Texte de la REPONSE :

PERSPECTIVES DE LA MATERNITE
DE L'HOPITAL JEAN-ROSTAND A IVRY

Mme la présidente. La parole est à M. Jean-Claude Lefort, pour exposer sa question, n° 1260.
M. Jean-Claude Lefort. En 1999, l'AP-HP et l'ARH annonçaient la fermeture de l'hôpital public de proximité Jean-Rostand à Ivry, dans ma circonscription, cette fermeture s'effectuant par transferts successifs de ses trois services vers d'autres sites. La cardiologie a été déplacée à la Pitié en 2001, la rééducation fonctionnelle doit l'être en 2006-2007 à Charles-Foix à Ivry, et la maternité, qui est au coeur de cet équipement, à l'hôpital du Kremlin-Bicêtre à l'horizon 2007-2008.
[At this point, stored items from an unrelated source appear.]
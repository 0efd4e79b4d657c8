use serde::Serialize;

#[derive(Serialize)]
pub struct SlotsResponse {
    pub date: String,
    pub slots: Vec<String>,
}

#[derive(Serialize)]
pub struct ArrivalOrderResponse {
    pub arrival_order: bool,
}

#[derive(Serialize)]
pub struct CustomerCheckResponse {
    pub found: bool,
    #[serde(skip_serializing_if = "Option::is_none")]
    pub name: Option<String>,
}
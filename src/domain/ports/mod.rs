use crate::domain::models::{
    appointment::Appointment, block::Block, customer::Customer,
    professional::Professional, service::Service, venue::Venue,
};
use crate::error::AppError;
use async_trait::async_trait;
use chrono::{DateTime, NaiveDateTime, Utc};

#[async_trait]
pub trait VenueRepository: Send + Sync {
    async fn find_by_id(&self, id: &str) -> Result<Option<Venue>, AppError>;
}

#[async_trait]
pub trait ProfessionalRepository: Send + Sync {
    async fn find_by_id(&self, venue_id: &str, id: &str) -> Result<Option<Professional>, AppError>;
    async fn list(&self, venue_id: &str) -> Result<Vec<Professional>, AppError>;
}

#[async_trait]
pub trait ServiceRepository: Send + Sync {
    async fn find_by_ids(&self, venue_id: &str, ids: &[String]) -> Result<Vec<Service>, AppError>;
    async fn list(&self, venue_id: &str) -> Result<Vec<Service>, AppError>;
}

#[async_trait]
pub trait AppointmentRepository: Send + Sync {
    async fn create(&self, appointment: &Appointment) -> Result<Appointment, AppError>;
    async fn find_by_id(&self, venue_id: &str, id: &str) -> Result<Option<Appointment>, AppError>;
    /// Non-cancelled appointments for one professional overlapping the window.
    async fn list_for_professional(
        &self,
        venue_id: &str,
        professional_id: &str,
        start: NaiveDateTime,
        end: NaiveDateTime,
    ) -> Result<Vec<Appointment>, AppError>;
    async fn list_by_phone(&self, venue_id: &str, phone: &str) -> Result<Vec<Appointment>, AppError>;
    async fn delete(&self, venue_id: &str, id: &str) -> Result<(), AppError>;
    /// Removes every occurrence of a recurrence series starting at or after `from`.
    async fn delete_series_from(
        &self,
        venue_id: &str,
        recurrence_id: &str,
        from: NaiveDateTime,
    ) -> Result<u64, AppError>;
}

#[async_trait]
pub trait BlockRepository: Send + Sync {
    async fn create(&self, block: &Block) -> Result<Block, AppError>;
    /// Blocks scoped to the professional plus venue-wide blocks, overlapping the window.
    async fn list_for_professional(
        &self,
        venue_id: &str,
        professional_id: &str,
        start: NaiveDateTime,
        end: NaiveDateTime,
    ) -> Result<Vec<Block>, AppError>;
    async fn list_by_venue(&self, venue_id: &str) -> Result<Vec<Block>, AppError>;
    async fn delete(&self, venue_id: &str, id: &str) -> Result<(), AppError>;
}

#[async_trait]
pub trait CustomerRepository: Send + Sync {
    /// Lookup by normalized phone, with a fallback on the raw form for
    /// records created before normalization was enforced.
    async fn find_by_phone(
        &self,
        venue_id: &str,
        clean_phone: &str,
        raw_phone: &str,
    ) -> Result<Option<Customer>, AppError>;
    async fn create(&self, customer: &Customer) -> Result<Customer, AppError>;
    async fn update(&self, customer: &Customer) -> Result<Customer, AppError>;
}

#[async_trait]
pub trait NotificationService: Send + Sync {
    /// Fire-and-forget booking confirmation. Callers must not fail the
    /// booking when this errors.
    async fn send_confirmation(&self, appointment: &Appointment) -> Result<(), AppError>;
}

/// Injected time source so scheduling computations never read a global clock.
pub trait Clock: Send + Sync {
    fn now_utc(&self) -> DateTime<Utc>;
}
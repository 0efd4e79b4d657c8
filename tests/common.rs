use salon_backend::{
    api::router::create_router,
    state::AppState,
    config::Config,
    domain::models::appointment::Appointment,
    domain::ports::NotificationService,
    domain::services::booking::BookingService,
    error::AppError,
    infra::clock::SystemClock,
    infra::repositories::{
        sqlite_appointment_repo::SqliteAppointmentRepo,
        sqlite_block_repo::SqliteBlockRepo,
        sqlite_customer_repo::SqliteCustomerRepo,
        sqlite_professional_repo::SqliteProfessionalRepo,
        sqlite_service_repo::SqliteServiceRepo,
        sqlite_venue_repo::SqliteVenueRepo,
    },
};
use sqlx::{sqlite::{SqliteConnectOptions, SqlitePoolOptions}, Pool, Sqlite};
use std::str::FromStr;
use std::sync::Arc;
use async_trait::async_trait;
use axum::Router;
use chrono::Utc;
use uuid::Uuid;

pub struct MockPushService;

#[async_trait]
impl NotificationService for MockPushService {
    async fn send_confirmation(&self, _appointment: &Appointment) -> Result<(), AppError> {
        Ok(())
    }
}

#[allow(dead_code)]
pub struct TestApp {
    pub router: Router,
    pub pool: Pool<Sqlite>,
    pub db_filename: String,
    pub state: Arc<AppState>,
}

impl TestApp {
    pub async fn new() -> Self {
        let db_filename = format!("test_{}.db", Uuid::new_v4());
        let db_url = format!("sqlite://{}?mode=rwc", db_filename);

        let connection_options = SqliteConnectOptions::from_str(&db_url)
            .unwrap()
            .create_if_missing(true);

        let pool = SqlitePoolOptions::new()
            .connect_with(connection_options)
            .await
            .expect("Failed to connect to test db");

        sqlx::migrate!("./migrations/sqlite")
            .run(&pool)
            .await
            .expect("Failed to migrate test db");

        let config = Config {
            database_url: db_url.clone(),
            port: 0,
            push_service_url: "http://localhost".to_string(),
            push_service_token: "token".to_string(),
        };

        let venue_repo = Arc::new(SqliteVenueRepo::new(pool.clone()));
        let professional_repo = Arc::new(SqliteProfessionalRepo::new(pool.clone()));
        let service_repo = Arc::new(SqliteServiceRepo::new(pool.clone()));
        let appointment_repo = Arc::new(SqliteAppointmentRepo::new(pool.clone()));
        let block_repo = Arc::new(SqliteBlockRepo::new(pool.clone()));
        let customer_repo = Arc::new(SqliteCustomerRepo::new(pool.clone()));
        let notification_service = Arc::new(MockPushService);
        let clock = Arc::new(SystemClock);

        let booking_service = Arc::new(BookingService::new(
            venue_repo.clone(),
            professional_repo.clone(),
            service_repo.clone(),
            appointment_repo.clone(),
            block_repo.clone(),
            customer_repo.clone(),
            notification_service.clone(),
            clock.clone(),
        ));

        let state = Arc::new(AppState {
            config,
            venue_repo,
            professional_repo,
            service_repo,
            appointment_repo,
            block_repo,
            customer_repo,
            notification_service,
            clock,
            booking_service,
        });

        let router = create_router(state.clone());

        Self {
            router,
            pool,
            db_filename,
            state,
        }
    }

    /// Venue open every day with the given hours JSON. Notice defaults to
    /// zero so tests control timing explicitly.
    pub async fn seed_venue(
        &self,
        hours_json: &str,
        slot_interval: i32,
        appointment_buffer: i32,
        min_notice_minutes: i32,
    ) -> String {
        let id = Uuid::new_v4().to_string();
        sqlx::query(
            "INSERT INTO venues (id, name, phone, address, timezone, hours_json, slot_interval, appointment_buffer, min_notice_minutes, max_future_days, created_at)
             VALUES (?, ?, NULL, ?, 'UTC', ?, ?, ?, ?, 365, ?)"
        )
            .bind(&id)
            .bind("Test Venue")
            .bind("Main Street 1")
            .bind(hours_json)
            .bind(slot_interval)
            .bind(appointment_buffer)
            .bind(min_notice_minutes)
            .bind(Utc::now())
            .execute(&self.pool)
            .await
            .expect("Failed to seed venue");
        id
    }

    pub async fn seed_professional(&self, venue_id: &str, hours_json: Option<&str>) -> String {
        let id = Uuid::new_v4().to_string();
        sqlx::query(
            "INSERT INTO professionals (id, venue_id, name, hours_json, active, created_at)
             VALUES (?, ?, ?, ?, 1, ?)"
        )
            .bind(&id)
            .bind(venue_id)
            .bind("Test Professional")
            .bind(hours_json)
            .bind(Utc::now())
            .execute(&self.pool)
            .await
            .expect("Failed to seed professional");
        id
    }

    pub async fn seed_service(&self, venue_id: &str, name: &str, duration_min: i32, price: i64) -> String {
        let id = Uuid::new_v4().to_string();
        sqlx::query(
            "INSERT INTO services (id, venue_id, name, duration_min, price, active, created_at)
             VALUES (?, ?, ?, ?, ?, 1, ?)"
        )
            .bind(&id)
            .bind(venue_id)
            .bind(name)
            .bind(duration_min)
            .bind(price)
            .bind(Utc::now())
            .execute(&self.pool)
            .await
            .expect("Failed to seed service");
        id
    }
}

impl Drop for TestApp {
    fn drop(&mut self) {
        let _ = std::fs::remove_file(&self.db_filename);
    }
}

/// Hours JSON with every weekday open for the same window, no breaks.
#[allow(dead_code)]
pub fn full_week_hours(open: &str, close: &str) -> String {
    let day = serde_json::json!({
        "open": open,
        "close": close,
        "is_open": true,
    });
    serde_json::json!({
        "monday": day, "tuesday": day, "wednesday": day, "thursday": day,
        "friday": day, "saturday": day, "sunday": day,
    })
    .to_string()
}

/// A date `days` from today, formatted for the API.
#[allow(dead_code)]
pub fn future_date(days: i64) -> String {
    (Utc::now().date_naive() + chrono::Duration::days(days))
        .format("%Y-%m-%d")
        .to_string()
}
pub mod http_push_service;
Le procédé utilisé pour justifier ces fermetures injustifiables est bien connu. Les agences régionales d'hospitalisation, qui se moquent de l'opinion des politiques tels que les élus, opèrent de la même façon partout en France : regroupements, transferts, fermetures de services. Ainsi, on vide les établissements publics de leurs moyens, souvent au profit de cliniques privées, et cela aboutit à la fermeture d'hôpitaux de proximité.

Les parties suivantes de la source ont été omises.